_What is being asked_
Extract every line below that contains the word "CoreError".

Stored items
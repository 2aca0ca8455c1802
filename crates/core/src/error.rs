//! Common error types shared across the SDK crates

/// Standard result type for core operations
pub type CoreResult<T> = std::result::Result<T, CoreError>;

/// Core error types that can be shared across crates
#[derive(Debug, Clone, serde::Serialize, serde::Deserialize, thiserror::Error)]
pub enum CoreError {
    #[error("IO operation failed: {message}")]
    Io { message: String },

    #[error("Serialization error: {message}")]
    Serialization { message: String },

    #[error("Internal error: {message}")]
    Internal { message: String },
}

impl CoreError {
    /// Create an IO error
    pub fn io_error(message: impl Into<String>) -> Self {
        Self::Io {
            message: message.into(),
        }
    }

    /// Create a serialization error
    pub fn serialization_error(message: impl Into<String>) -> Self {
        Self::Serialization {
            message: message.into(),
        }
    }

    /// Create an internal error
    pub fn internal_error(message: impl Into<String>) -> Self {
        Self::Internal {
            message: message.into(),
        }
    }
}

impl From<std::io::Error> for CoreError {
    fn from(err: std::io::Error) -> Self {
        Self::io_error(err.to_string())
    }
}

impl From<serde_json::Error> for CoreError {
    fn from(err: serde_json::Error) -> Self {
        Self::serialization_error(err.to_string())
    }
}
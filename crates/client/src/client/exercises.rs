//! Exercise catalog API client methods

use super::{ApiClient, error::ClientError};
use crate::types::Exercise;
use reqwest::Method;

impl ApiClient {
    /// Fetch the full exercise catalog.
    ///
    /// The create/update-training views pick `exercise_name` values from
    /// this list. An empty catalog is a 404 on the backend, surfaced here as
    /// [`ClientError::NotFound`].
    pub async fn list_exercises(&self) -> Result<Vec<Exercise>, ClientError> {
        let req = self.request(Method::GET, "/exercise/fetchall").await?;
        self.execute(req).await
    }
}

_Response box_
pub type CoreResult<T> = std::result::Result<T, CoreError>;
pub enum CoreError {
impl CoreError {
impl From<std::io::Error> for CoreError {
impl From<serde_json::Error> for CoreError {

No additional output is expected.